Brooklyn Dodgers 1951 and 1956
Today's photos were all taken by LIFE photographer George Silk, from the huge LIFE magazine photo archive. None of these photos were published in the magazine.
First, we see the Dodgers locker room crowded with reporters and friends, as player Roger Craig makes his way to or from the showers. Except his hand is in the way.
No problem. Here's another view of Craig from a photo set called "Dodgers and Pittsburgh Baseball," 1956.
Here are two unidentified Dodgers players having a naked locker room discussion, from a photo set called "Dodgers vs Braves." Unlike today's locker rooms where people cover up as quickly as possible, in those days players just hung out naked in the locker room.

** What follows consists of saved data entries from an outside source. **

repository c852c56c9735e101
//! Win detection logic for tic-tac-toe.

use crate::{Board, Player, Position, Square};
use tracing::instrument;

/// Every way to win, in evaluation order: rows top to bottom, columns
/// left to right, then the 0-4-8 diagonal before the 2-4-6 diagonal.
pub const LINES: [[Position; 3]; 8] = [
    // Rows
    [Position::TopLeft, Position::TopCenter, Position::TopRight],
    [Position::MiddleLeft, Position::Center, Position::MiddleRight],
    [
        Position::BottomLeft,
        Position::BottomCenter,
        Position::BottomRight,
    ],
    // Columns
    [Position::TopLeft, Position::MiddleLeft, Position::BottomLeft],
    [Position::TopCenter, Position::Center, Position::BottomCenter],
    [Position::TopRight, Position::MiddleRight, Position::BottomRight],
    // Diagonals
    [Position::TopLeft, Position::Center, Position::BottomRight],
    [Position::TopRight, Position::Center, Position::BottomLeft],
];

/// Owner of a completed line, if the three squares agree.
fn line_owner(board: &Board, [a, b, c]: [Position; 3]) -> Option<Player> {
    let sq = board.get(a);
    if sq != Square::Empty && sq == board.get(b) && sq == board.get(c) {
        sq.player()
    } else {
        None
    }
}

/// Checks if there is a winner on the board.
///
/// Returns the player owning the first complete line in [`LINES`] order,
/// `None` otherwise. On boards with several complete lines (unreachable in
/// play) the earliest line decides.
#[instrument(level = "trace")]
pub fn winner(board: &Board) -> Option<Player> {
    LINES.into_iter().find_map(|line| line_owner(board, line))
}

/// The line that decides [`winner`], for highlighting.
pub fn winning_line(board: &Board) -> Option<[Position; 3]> {
    LINES
        .into_iter()
        .find(|line| line_owner(board, *line).is_some())
}

/// Whether `player` owns at least one complete line.
pub fn has_line(board: &Board, player: Player) -> bool {
    LINES
        .into_iter()
        .any(|line| line_owner(board, line) == Some(player))
}
//! Property tests over arbitrary move sequences and boards.

use proptest::prelude::*;
use tictactoe_core::{
    Board, GameState, GameStore, Intent, Outcome, Player, Position, Square, invariants, winner,
};

fn square() -> impl Strategy<Value = Square> {
    prop_oneof![
        Just(Square::Empty),
        Just(Square::Occupied(Player::X)),
        Just(Square::Occupied(Player::O)),
    ]
}

fn any_board() -> impl Strategy<Value = Board> {
    prop::array::uniform9(square()).prop_map(Board::from_squares)
}

fn intent() -> impl Strategy<Value = Intent> {
    prop_oneof![
        9 => (0usize..9).prop_map(|i| Intent::Select(Position::ALL[i])),
        1 => Just(Intent::Restart),
    ]
}

proptest! {
    #[test]
    fn winner_is_owner_of_some_complete_line(board in any_board()) {
        if let Some(player) = winner(&board) {
            let owned = tictactoe_core::LINES.iter().any(|line| {
                line.iter().all(|pos| board.get(*pos) == Square::Occupied(player))
            });
            prop_assert!(owned);
        } else {
            prop_assert!(!tictactoe_core::rules::has_line(&board, Player::X));
            prop_assert!(!tictactoe_core::rules::has_line(&board, Player::O));
        }
    }

    #[test]
    fn accepted_selects_keep_marks_balanced(indices in prop::collection::vec(0usize..9, 0..30)) {
        let mut store = GameStore::new();
        for index in indices {
            store.select_index(index).unwrap();
            let state = store.state();
            let x = state.board().count(Player::X);
            let o = state.board().count(Player::O);
            prop_assert!(x == o || x == o + 1);
            prop_assert_eq!(state.to_move() == Player::X, x == o);
        }
    }

    #[test]
    fn every_reachable_state_satisfies_invariants(intents in prop::collection::vec(intent(), 0..40)) {
        let mut store = GameStore::new();
        for intent in intents {
            store.dispatch(intent);
            prop_assert!(invariants::check_state(&store.state()).is_ok());
        }
    }

    #[test]
    fn rejected_select_leaves_state_identical(indices in prop::collection::vec(0usize..9, 1..20), probe in 0usize..9) {
        let mut store = GameStore::new();
        for index in indices {
            store.select_index(index).unwrap();
        }
        let before = store.state();
        if let Ok(Outcome::Rejected(_)) = store.select_index(probe) {
            prop_assert_eq!(store.state(), before);
        }
    }

    #[test]
    fn board_frozen_once_won(indices in prop::collection::vec(0usize..9, 0..40)) {
        let mut store = GameStore::new();
        let mut frozen: Option<GameState> = None;
        for index in indices {
            store.select_index(index).unwrap();
            match frozen {
                Some(won) => prop_assert_eq!(store.state(), won),
                None if store.winner().is_some() => frozen = Some(store.state()),
                None => {}
            }
        }
    }

    #[test]
    fn restart_is_idempotent(intents in prop::collection::vec(intent(), 0..20)) {
        let mut store = GameStore::new();
        for intent in intents {
            store.dispatch(intent);
        }
        store.restart();
        let once = store.state();
        store.restart();
        prop_assert_eq!(once, GameState::new());
        prop_assert_eq!(store.state(), once);
    }
}
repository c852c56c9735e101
//! Draw detection logic for tic-tac-toe.

use super::win::winner;
use crate::{Board, Square};

/// Checks if the board is full (all squares occupied).
pub fn is_full(board: &Board) -> bool {
    board.squares().iter().all(|s| *s != Square::Empty)
}

/// A full board with no winner.
pub fn is_draw(board: &Board) -> bool {
    is_full(board) && winner(board).is_none()
}
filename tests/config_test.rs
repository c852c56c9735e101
//! Tests for loading the TOML config from disk.

use std::io::Write;
use std::time::Duration;
use tictactoe::GameConfig;
use tictactoe_core::Locale;

#[test]
fn test_missing_file_uses_defaults() {
    let dir = tempfile::tempdir().unwrap();
    let config = GameConfig::load_or_default(dir.path().join("absent.toml")).unwrap();
    assert_eq!(config, GameConfig::default());
}

#[test]
fn test_file_values_are_loaded() {
    let mut file = tempfile::NamedTempFile::new().unwrap();
    writeln!(
        file,
        "locale = \"indonesian\"\nlog_filter = \"debug\"\nlog_file = \"game.log\"\npoll_interval_ms = 40"
    )
    .unwrap();

    let config = GameConfig::load_or_default(file.path()).unwrap();
    assert_eq!(*config.locale(), Locale::Indonesian);
    assert_eq!(config.log_filter(), "debug");
    assert_eq!(config.log_file().to_str(), Some("game.log"));
    assert_eq!(config.poll_interval(), Duration::from_millis(40));
}

#[test]
fn test_malformed_file_is_config_error() {
    let mut file = tempfile::NamedTempFile::new().unwrap();
    writeln!(file, "poll_interval_ms = \"soon\"").unwrap();

    let err = GameConfig::from_file(file.path()).unwrap_err();
    assert!(err.message.starts_with("Failed to parse config"));
}

#[test]
fn test_locale_override() {
    let config = GameConfig::default().with_locale(Locale::Indonesian);
    assert_eq!(*config.locale(), Locale::Indonesian);
}

#[test]
fn test_invalid_log_filter_is_config_error() {
    let mut file = tempfile::NamedTempFile::new().unwrap();
    writeln!(file, "log_filter = \"tictactoe=loud\"").unwrap();

    let err = GameConfig::load_or_default(file.path()).unwrap_err();
    assert!(err.message.starts_with("Invalid log_filter"));
}
//! Game configuration loaded from TOML.

use derive_getters::Getters;
use derive_more::{Display, Error};
use serde::{Deserialize, Serialize};
use std::path::{Path, PathBuf};
use std::time::Duration;
use tictactoe_core::Locale;
use tracing::{debug, info, instrument};
use tracing_subscriber::EnvFilter;

/// Settings for the terminal game and the `play` command.
///
/// Every field has a default, so an empty or absent file is valid.
#[derive(Debug, Clone, PartialEq, Eq, Getters, Serialize, Deserialize)]
pub struct GameConfig {
    /// Language of the status line.
    #[serde(default)]
    locale: Locale,

    /// Tracing filter used when `RUST_LOG` is unset.
    #[serde(default = "default_log_filter")]
    log_filter: String,

    /// File the terminal UI writes its logs to.
    #[serde(default = "default_log_file")]
    log_file: PathBuf,

    /// How long the terminal UI waits for a key before redrawing.
    #[serde(default = "default_poll_interval_ms")]
    poll_interval_ms: u64,
}

fn default_log_filter() -> String {
    "info".to_string()
}

fn default_log_file() -> PathBuf {
    PathBuf::from("tictactoe.log")
}

fn default_poll_interval_ms() -> u64 {
    100
}

impl Default for GameConfig {
    fn default() -> Self {
        Self {
            locale: Locale::default(),
            log_filter: default_log_filter(),
            log_file: default_log_file(),
            poll_interval_ms: default_poll_interval_ms(),
        }
    }
}

impl GameConfig {
    /// Loads configuration from a TOML file.
    #[instrument(skip(path), fields(path = %path.as_ref().display()))]
    pub fn from_file(path: impl AsRef<Path>) -> Result<Self, ConfigError> {
        debug!("Loading config from file");
        let content = std::fs::read_to_string(path.as_ref())
            .map_err(|e| ConfigError::new(format!("Failed to read config file: {}", e)))?;

        let config: Self = toml::from_str(&content)
            .map_err(|e| ConfigError::new(format!("Failed to parse config: {}", e)))?;
        config.env_filter()?;

        info!(locale = %config.locale, "Config loaded successfully");
        Ok(config)
    }

    /// Loads `path` if it exists, defaults otherwise.
    #[instrument(skip(path), fields(path = %path.as_ref().display()))]
    pub fn load_or_default(path: impl AsRef<Path>) -> Result<Self, ConfigError> {
        if path.as_ref().exists() {
            Self::from_file(path)
        } else {
            debug!("Config file not found, using defaults");
            Ok(Self::default())
        }
    }

    /// Replaces the locale, used for the `--locale` override.
    pub fn with_locale(mut self, locale: Locale) -> Self {
        self.locale = locale;
        self
    }

    /// Builds the tracing filter from `log_filter`.
    ///
    /// Any directive that does not parse is an error.
    pub fn env_filter(&self) -> Result<EnvFilter, ConfigError> {
        EnvFilter::try_new(&self.log_filter).map_err(|e| {
            ConfigError::new(format!("Invalid log_filter {:?}: {}", self.log_filter, e))
        })
    }

    /// Input poll timeout as a duration.
    pub fn poll_interval(&self) -> Duration {
        Duration::from_millis(self.poll_interval_ms)
    }
}

/// Configuration error.
#[derive(Debug, Clone, Display, Error)]
#[display("Config error: {} at {}:{}", message, file, line)]
pub struct ConfigError {
    /// Error message.
    pub message: String,
    /// Line number where error occurred.
    pub line: u32,
    /// Source file where error occurred.
    pub file: &'static str,
}

impl ConfigError {
    /// Creates a new configuration error.
    #[track_caller]
    pub fn new(message: String) -> Self {
        let loc = std::panic::Location::caller();
        Self {
            message,
            line: loc.line(),
            file: loc.file(),
        }
    }
}
//! Onion ballots.
//!
//! A ballot is sealed in two passes over the chain, each pass encrypting for the last
//! voter first and the first voter last:
//!
//! - the *validation* pass wraps `vote || tag`, and is peeled during the second round
//!   after the batch has already been mixed;
//! - the *mixing* pass appends a fresh tag before every layer, and is peeled during the
//!   first round, where each voter uses the tags it generated to find its own ballot.
//!
//! All tags a voter generated are kept in its [`TagSet`] and never leave the session.

use crate::hybrid;
use crate::Error;
use rand_core::{CryptoRng, RngCore};
use rsa::{RsaPrivateKey, RsaPublicKey};
use std::fmt;

/// Width of a ballot tag
pub const TAG_LENGTH: usize = 16;

pub type Tag = [u8; TAG_LENGTH];

/// An onion-encrypted ballot, possibly followed by a signature block
pub type Ballot = Vec<u8>;

/// The ballots exchanged as a unit between rounds
pub type BallotBatch = Vec<Ballot>;

/// Tags generated while sealing one's own ballot
#[derive(Clone, Default)]
pub struct TagSet {
    tags: Vec<Tag>,
}

impl TagSet {
    fn generate<R: RngCore + CryptoRng>(&mut self, rng: &mut R) -> Result<Tag, Error> {
        let mut tag = [0u8; TAG_LENGTH];
        rng.try_fill_bytes(&mut tag)?;
        self.tags.push(tag);
        Ok(tag)
    }

    /// Check whether a trailing tag was generated by us
    pub fn contains(&self, tag: &[u8]) -> bool {
        self.tags.iter().any(|t| t[..] == *tag)
    }

    pub fn len(&self) -> usize {
        self.tags.len()
    }

    pub fn is_empty(&self) -> bool {
        self.tags.is_empty()
    }
}

// Tags identify our ballot, so never print them
impl fmt::Debug for TagSet {
    fn fmt(&self, f: &mut fmt::Formatter) -> fmt::Result {
        write!(f, "TagSet({} tags)", self.tags.len())
    }
}

/// Seal a vote for the given chain of public keys.
pub fn build<R: RngCore + CryptoRng>(
    rng: &mut R,
    vote: &[u8],
    chain: &[RsaPublicKey],
) -> Result<(Ballot, TagSet), Error> {
    let mut tags = TagSet::default();

    let sealed = seal_validation_layers(rng, vote, chain, &mut tags)?;
    let sealed = seal_mixing_layers(rng, sealed, chain, &mut tags)?;

    Ok((sealed, tags))
}

// E_0(E_1(...E_n(vote || tag)))
fn seal_validation_layers<R: RngCore + CryptoRng>(
    rng: &mut R,
    vote: &[u8],
    chain: &[RsaPublicKey],
    tags: &mut TagSet,
) -> Result<Vec<u8>, Error> {
    let mut sealed = Vec::with_capacity(vote.len() + TAG_LENGTH);
    sealed.extend_from_slice(vote);
    sealed.extend_from_slice(&tags.generate(rng)?);

    for public_key in chain.iter().rev() {
        sealed = hybrid::encrypt_with_rng(rng, public_key, &sealed)?;
    }

    Ok(sealed)
}

// E_0(E_1(...E_n(inner || tag_n)...|| tag_1) || tag_0)
fn seal_mixing_layers<R: RngCore + CryptoRng>(
    rng: &mut R,
    mut sealed: Vec<u8>,
    chain: &[RsaPublicKey],
    tags: &mut TagSet,
) -> Result<Vec<u8>, Error> {
    for public_key in chain.iter().rev() {
        sealed.extend_from_slice(&tags.generate(rng)?);
        sealed = hybrid::encrypt_with_rng(rng, public_key, &sealed)?;
    }

    Ok(sealed)
}

/// Peel one mixing layer and report whether its tag is one of ours.
///
/// The returned payload has the tag stripped and is ready for the next voter.
pub fn peel_and_check(
    ballot: &[u8],
    secret: &RsaPrivateKey,
    tags: &TagSet,
) -> Result<(Vec<u8>, bool), Error> {
    let mut payload = hybrid::decrypt(secret, ballot)?;
    if payload.len() < TAG_LENGTH {
        return Err(Error::MalformedCiphertext("layer is shorter than a tag"));
    }

    let tag = payload.split_off(payload.len() - TAG_LENGTH);
    let own = tags.contains(&tag);
    Ok((payload, own))
}

/// Peel one validation layer.
pub fn peel(ballot: &[u8], secret: &RsaPrivateKey) -> Result<Vec<u8>, Error> {
    hybrid::decrypt(secret, ballot)
}

/// Strip the innermost tag from a fully peeled ballot, leaving the vote.
pub fn open(payload: &[u8]) -> Result<Vec<u8>, Error> {
    if payload.len() < TAG_LENGTH {
        return Err(Error::MalformedCiphertext(
            "peeled ballot is shorter than a tag",
        ));
    }
    Ok(payload[..payload.len() - TAG_LENGTH].to_vec())
}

The photo set is dated 1956 in the LIFE archive, but that can't be right (see next photo).
From the same photo set, this is Dodgers player Wayne Terwilliger apparently gesturing to the cameraman not to shoot a picture. Out of thousands of locker room photos in the LIFE archive, this is the only one I've seen where a player objected to being photographed naked. In that era, rear nudity was acceptable, even in a family magazine, and players knew that frontal nudity would not be published, so they just tended to ignore the photographers.
About the date: although this photo set is dated 1956 in the archive, Wayne Terwilliger only played for the Dodgers in 1951, so this and the previous photo must be from 1951. The LIFE archive is unfortunately riddled with errors (mostly names spelled wrong, but also some wrong dates). The errors presumably happened when the archive was digitized. Processing over 4 million photos and manually assigning names and dates to them, some errors were bound to occur.
3 comments:
Now that female reporters are allowed in the locker rooms, the players are more prone to cover up. And even us homosexuals are sexualizing these photos nowadays. I'm not saying there weren't guys back then who checked things out. But the photographers took a bunch of pictures. If cocks were visible, the picture wasn't published. We make a "thing" out of something that, in those days, was not a "thing."
In my recollection, the dudes who covered up with a towel or a hand we either small or way above average in the cock department. The rest? Well, they never cared - naked was normal.
I always like these Life magazine posts.